Iranian film director and poet (1930–75)

Fereydoun Rahnema (فریدون رهنما; May 23, 1930 – August 7,1975) was an Iranian film director and poet. He is most known for his 1960 short film, Takht-e Jamshid (Persepolis), and his feature film, Siavash dar Takht-e Jamshid (Siavash in Persepolis) in 1965. Although none of his films saw a theatrical release, they were highly influential within the Iranian New Wave movement. He also served as the director of Iran Zamin from 1966 to 1975.

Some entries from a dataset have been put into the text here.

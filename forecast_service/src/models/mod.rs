//! Pre-fitted forecasting and regression models
//!
//! Models are immutable once built and every prediction takes `&self`, so a
//! loaded registry can be shared between threads without locking.

use crate::category::Frequency;
use crate::data::ForecastSeries;
use crate::error::{ForecastError, Result};
use chrono::NaiveDateTime;
use std::fmt::Debug;

pub mod arima;
pub mod artifact;
pub mod exponential_smoothing;
pub mod linear;
pub mod moving_average;
pub mod seasonal;
pub mod tree_ensemble;

/// Multi-step forecaster with a time index
pub trait SeriesModel: Debug + Send + Sync {
    /// Predict `steps` steps past the end of the training data in one shot
    fn predict(&self, steps: usize) -> Result<ForecastSeries>;

    /// Name of the model
    fn name(&self) -> &str;
}

/// Single-output forecaster used as one component of a [`SeriesModel`]
pub trait ComponentForecaster: Debug + Send + Sync {
    /// Generate forecast for future periods
    fn forecast(&self, horizon: usize) -> Result<Vec<f64>>;

    /// Name of the model
    fn name(&self) -> &str;
}

/// Regressor from a fixed-length feature vector to one or more outputs
pub trait Regressor: Debug + Send + Sync {
    fn predict(&self, features: &[f64]) -> Result<Vec<f64>>;

    /// Expected number of input features
    fn n_features(&self) -> usize;

    /// Number of values returned by [`Regressor::predict`]
    fn n_outputs(&self) -> usize;

    /// Name of the model
    fn name(&self) -> &str;
}

/// A named component and the model that forecasts it
#[derive(Debug)]
pub struct Component {
    pub name: String,
    pub model: Box<dyn ComponentForecaster>,
}

/// Series model assembled from independent per-component forecasters
/// sharing one time index.
#[derive(Debug)]
pub struct ComponentSeriesModel {
    name: String,
    /// Timestamp of the first forecast step
    start: NaiveDateTime,
    frequency: Frequency,
    components: Vec<Component>,
}

impl ComponentSeriesModel {
    pub fn new(
        name: impl Into<String>,
        start: NaiveDateTime,
        frequency: Frequency,
        components: Vec<Component>,
    ) -> Result<Self> {
        if components.is_empty() {
            return Err(ForecastError::InvalidParameter(
                "A series model needs at least one component".to_string(),
            ));
        }

        Ok(Self {
            name: name.into(),
            start,
            frequency,
            components,
        })
    }

    pub fn frequency(&self) -> Frequency {
        self.frequency
    }
}

impl SeriesModel for ComponentSeriesModel {
    fn predict(&self, steps: usize) -> Result<ForecastSeries> {
        let mut columns = Vec::with_capacity(self.components.len());

        for component in &self.components {
            let values = component.model.forecast(steps)?;
            if values.len() != steps {
                return Err(ForecastError::Prediction(format!(
                    "{} returned {} steps for component '{}', expected {}",
                    component.model.name(),
                    values.len(),
                    component.name,
                    steps
                )));
            }
            if values.iter().any(|value| !value.is_finite()) {
                return Err(ForecastError::Prediction(format!(
                    "{} produced a non-finite value for component '{}'",
                    component.model.name(),
                    component.name
                )));
            }
            columns.push(values);
        }

        let names = self.components.iter().map(|c| c.name.clone()).collect();
        ForecastSeries::from_columns(self.start, self.frequency, names, columns)
    }

    fn name(&self) -> &str {
        &self.name
    }
}

/// Reject feature vectors of the wrong length or with non-finite entries
pub(crate) fn check_features(model: &str, expected: usize, features: &[f64]) -> Result<()> {
    if features.len() != expected {
        return Err(ForecastError::Prediction(format!(
            "{} expects {} features, got {}",
            model,
            expected,
            features.len()
        )));
    }

    if features.iter().any(|value| !value.is_finite()) {
        return Err(ForecastError::Prediction(format!(
            "{} received a non-finite feature",
            model
        )));
    }

    Ok(())
}

#[cfg(test)]
mod tests {
    use super::*;
    use crate::models::exponential_smoothing::TrainedExponentialSmoothing;
    use chrono::NaiveDate;

    #[derive(Debug)]
    struct Exploding;

    impl ComponentForecaster for Exploding {
        fn forecast(&self, horizon: usize) -> Result<Vec<f64>> {
            Ok(vec![f64::INFINITY; horizon])
        }

        fn name(&self) -> &str {
            "exploding"
        }
    }

    fn start() -> NaiveDateTime {
        NaiveDate::from_ymd_opt(2024, 5, 9)
            .unwrap()
            .and_hms_opt(0, 0, 0)
            .unwrap()
    }

    #[test]
    fn test_component_model_stacks_columns() {
        let model = ComponentSeriesModel::new(
            "waste",
            start(),
            Frequency::Daily,
            vec![
                Component {
                    name: "customer".to_string(),
                    model: Box::new(TrainedExponentialSmoothing::new(2.0, None).unwrap()),
                },
                Component {
                    name: "kitchen".to_string(),
                    model: Box::new(TrainedExponentialSmoothing::new(5.0, Some(1.0)).unwrap()),
                },
            ],
        )
        .unwrap();

        let series = model.predict(3).unwrap();
        assert_eq!(series.len(), 3);
        assert_eq!(series.component("customer").unwrap(), vec![2.0, 2.0, 2.0]);
        assert_eq!(series.component("kitchen").unwrap(), vec![6.0, 7.0, 8.0]);
    }

    #[test]
    fn test_non_finite_output_is_a_prediction_error() {
        let model = ComponentSeriesModel::new(
            "broken",
            start(),
            Frequency::Daily,
            vec![Component {
                name: "value".to_string(),
                model: Box::new(Exploding),
            }],
        )
        .unwrap();

        assert!(matches!(model.predict(2), Err(ForecastError::Prediction(_))));
    }

    #[test]
    fn test_check_features() {
        assert!(check_features("m", 2, &[1.0, 2.0]).is_ok());
        assert!(check_features("m", 2, &[1.0]).is_err());
        assert!(check_features("m", 1, &[f64::NAN]).is_err());
    }
}
//! SVG summary of a meal-to-waste forecast
//!
//! Four bar panels: input composition, predicted waste split, predicted
//! receipts, and waste per customer against a reference line.

use crate::data::{MealComposition, MEAL_FEATURES};
use crate::error::Result;
use crate::pipelines::WasteForecast;
use askama::Template;

/// MIME type of [`RenderedImage::bytes`]
pub const SVG_CONTENT_TYPE: &str = "image/svg+xml";

const WIDTH: u32 = 800;
const HEIGHT: u32 = 640;
const PANEL_WIDTH: f64 = 360.0;
const PANEL_HEIGHT: f64 = 260.0;
const PLOT_LEFT: f64 = 20.0;
const PLOT_RIGHT: f64 = 340.0;
const PLOT_TOP: f64 = 48.0;
const PLOT_BOTTOM: f64 = 226.0;
const PALETTE: [&str; 5] = ["#4c72b0", "#dd8452", "#55a868", "#c44e52", "#8172b3"];

/// Encoded image with its MIME type
#[derive(Debug, Clone, PartialEq)]
pub struct RenderedImage {
    pub content_type: &'static str,
    pub bytes: Vec<u8>,
}

/// Everything drawn on the summary
#[derive(Debug, Clone, PartialEq)]
pub struct WasteSummary {
    pub date: String,
    pub composition: MealComposition,
    pub waste: WasteForecast,
    pub receipts: i64,
    pub per_customer_grams: f64,
    pub threshold_grams: f64,
}

struct Bar {
    x: String,
    y: String,
    width: String,
    height: String,
    center: String,
    value_y: String,
    color: &'static str,
    value: String,
    label: String,
}

struct Threshold {
    y: String,
    label_y: String,
    label: String,
}

struct Panel {
    x: u32,
    y: u32,
    title: String,
    bars: Vec<Bar>,
    thresholds: Vec<Threshold>,
}

#[derive(Template)]
#[template(path = "waste_summary.svg")]
struct WasteSummaryTemplate {
    width: u32,
    height: u32,
    title: String,
    title_x: u32,
    panels: Vec<Panel>,
    panel_width: f64,
    panel_height: f64,
    title_x_in_panel: f64,
    plot_left: f64,
    plot_right: f64,
    plot_bottom: f64,
    label_y: f64,
}

/// (label, height, text above the bar)
type BarSpec = (String, f64, String);

fn panel(x: u32, y: u32, title: &str, specs: Vec<BarSpec>, threshold: Option<f64>) -> Panel {
    let peak = specs
        .iter()
        .map(|(_, value, _)| *value)
        .chain(threshold)
        .fold(0.0_f64, f64::max);
    let top = if peak > 0.0 { peak * 1.15 } else { 1.0 };
    let scale = (PLOT_BOTTOM - PLOT_TOP) / top;

    let slot = (PLOT_RIGHT - PLOT_LEFT) / specs.len().max(1) as f64;
    let bars = specs
        .into_iter()
        .enumerate()
        .map(|(i, (label, value, text))| {
            let height = value.max(0.0) * scale;
            let left = PLOT_LEFT + i as f64 * slot + slot * 0.2;
            let bar_top = PLOT_BOTTOM - height;
            Bar {
                x: format!("{:.1}", left),
                y: format!("{:.1}", bar_top),
                width: format!("{:.1}", slot * 0.6),
                height: format!("{:.1}", height),
                center: format!("{:.1}", left + slot * 0.3),
                value_y: format!("{:.1}", bar_top - 4.0),
                color: PALETTE[i % PALETTE.len()],
                value: text,
                label,
            }
        })
        .collect();

    let thresholds = threshold
        .map(|grams| {
            let line_y = PLOT_BOTTOM - grams.max(0.0) * scale;
            Threshold {
                y: format!("{:.1}", line_y),
                label_y: format!("{:.1}", line_y - 4.0),
                label: format!("{:.0} g", grams),
            }
        })
        .into_iter()
        .collect();

    Panel {
        x,
        y,
        title: title.to_string(),
        bars,
        thresholds,
    }
}

/// Render the summary as a standalone SVG document
pub fn render_waste_summary(summary: &WasteSummary) -> Result<RenderedImage> {
    let meals = MEAL_FEATURES
        .iter()
        .zip(summary.composition.to_features())
        .map(|(name, count)| (name.to_string(), count, format!("{}", count.trunc() as i64)))
        .collect();

    let waste = vec![
        (
            "Customer".to_string(),
            summary.waste.customer,
            format!("{:.2}", summary.waste.customer),
        ),
        (
            "Kitchen".to_string(),
            summary.waste.kitchen,
            format!("{:.2}", summary.waste.kitchen),
        ),
    ];

    let receipts = vec![(
        "Num. receipts".to_string(),
        summary.receipts as f64,
        summary.receipts.to_string(),
    )];

    let per_customer = vec![(
        "Amount".to_string(),
        summary.per_customer_grams,
        format!("{:.2}", summary.per_customer_grams),
    )];

    let template = WasteSummaryTemplate {
        width: WIDTH,
        height: HEIGHT,
        title: format!("Forecast in date: {}", summary.date),
        title_x: WIDTH / 2,
        panels: vec![
            panel(30, 50, "Input: number of meals per type", meals, None),
            panel(410, 50, "Predicted amount of waste per type", waste, None),
            panel(30, 350, "Forecasted number of receipts (POS)", receipts, None),
            panel(
                410,
                350,
                "Amnt. waste per customer (in gram)",
                per_customer,
                Some(summary.threshold_grams),
            ),
        ],
        panel_width: PANEL_WIDTH,
        panel_height: PANEL_HEIGHT,
        title_x_in_panel: PANEL_WIDTH / 2.0,
        plot_left: PLOT_LEFT,
        plot_right: PLOT_RIGHT,
        plot_bottom: PLOT_BOTTOM,
        label_y: PLOT_BOTTOM + 16.0,
    };

    Ok(RenderedImage {
        content_type: SVG_CONTENT_TYPE,
        bytes: template.render()?.into_bytes(),
    })
}
//! Tabular export of date-keyed records

use crate::error::{ForecastError, Result};
use crate::reshape::{DateKeyedRecord, RecordValue};
use crate::restaurant::RestaurantKey;
use polars::prelude::*;
use std::io::Write;

/// Column of the flattened table: a restaurant scalar or one of its components
#[derive(Debug, Clone, PartialEq, Eq)]
enum ValueColumn {
    Scalar(RestaurantKey),
    Field(RestaurantKey, String),
}

impl ValueColumn {
    fn name(&self) -> String {
        match self {
            ValueColumn::Scalar(restaurant) => restaurant.name().to_string(),
            ValueColumn::Field(restaurant, field) => format!("{}.{}", restaurant.name(), field),
        }
    }

    fn extract(&self, record: &DateKeyedRecord) -> Option<f64> {
        match self {
            ValueColumn::Scalar(restaurant) => record.get(*restaurant)?.as_scalar(),
            ValueColumn::Field(restaurant, field) => record.get(*restaurant)?.field(field),
        }
    }
}

fn value_columns(records: &[DateKeyedRecord]) -> Vec<ValueColumn> {
    let mut columns = Vec::new();
    for restaurant in RestaurantKey::ALL {
        for record in records {
            let candidates = match record.get(restaurant) {
                Some(RecordValue::Scalar(_)) => vec![ValueColumn::Scalar(restaurant)],
                Some(RecordValue::Group(fields)) => fields
                    .iter()
                    .map(|(name, _)| ValueColumn::Field(restaurant, name.clone()))
                    .collect(),
                None => Vec::new(),
            };
            for column in candidates {
                if !columns.contains(&column) {
                    columns.push(column);
                }
            }
        }
    }
    columns
}

/// Flatten records into a frame.
///
/// The first column holds the timestamp and is named after the record key.
/// Group values become `<Restaurant>.<component>` columns; a restaurant
/// missing from a record leaves nulls.
pub fn records_to_dataframe(records: &[DateKeyedRecord]) -> Result<DataFrame> {
    let key_field = records
        .first()
        .map(DateKeyedRecord::key_field)
        .ok_or_else(|| ForecastError::InvalidParameter("No records to export".to_string()))?;

    if records.iter().any(|record| record.key_field() != key_field) {
        return Err(ForecastError::InvalidParameter(
            "Records mix date and datetime keys".to_string(),
        ));
    }

    let timestamps: Vec<&str> = records.iter().map(DateKeyedRecord::timestamp).collect();
    let mut series = vec![Series::new(key_field, timestamps)];

    for column in value_columns(records) {
        let values: Vec<Option<f64>> = records.iter().map(|record| column.extract(record)).collect();
        series.push(Series::new(&column.name(), values));
    }

    Ok(DataFrame::new(series)?)
}

/// Write records as CSV with a header row
pub fn write_records_csv<W: Write>(records: &[DateKeyedRecord], writer: W) -> Result<()> {
    let mut df = records_to_dataframe(records)?;
    CsvWriter::new(writer).has_header(true).finish(&mut df)?;
    Ok(())
}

Rahnema studied film in Paris, France. He began work on Siavash dar Takht-e Jamshid with funding from a number of acquaintances. Shot in studio and on location in the ruins of Persepolis, the film is based on Ferdowsi's poetic epic Shahnameh. It tells the story of Crown Prince Siâvash who leaves his homeland in order to avoid dishonoring his father Shah Kay Kāvus. He marries the daughter of the local king Afrasiab, but is betrayed and murdered. The film is notable for its then-uncommon temporal experimentation with footage of tourists trekking through the ruins of Persepolis interspersed with the older setting.

==Filmography==
- 1960 "Takht-e Jamshid" (Persepolis)
- 1965 "Siavash dar Takht-e Jamshid" (Siavash in Persepolis)
- 1973 Pesar-e Iran az Madarash Bi ettela' Ast (Iran's Son is Unaware of His Mother)

==Siavash at Persepolis==
Siyavosh at Persepolis tells the story of the Crown Prince of Iran, Siyavosh, who after a falling-out with his father leaves Iran and settles in Turan. There he marries the daughter of King Afrasyab and is killed in a plot by the king's scheming and jealous son. The film combines this ancient story with documentary-style scenes of foreign tourists visiting the ruins of Persepolis in the present, creating a work in which past, future, present, legend, theater and a myriad of filmic forms are combined in a dense intertextuality that was new to Iranian cinema.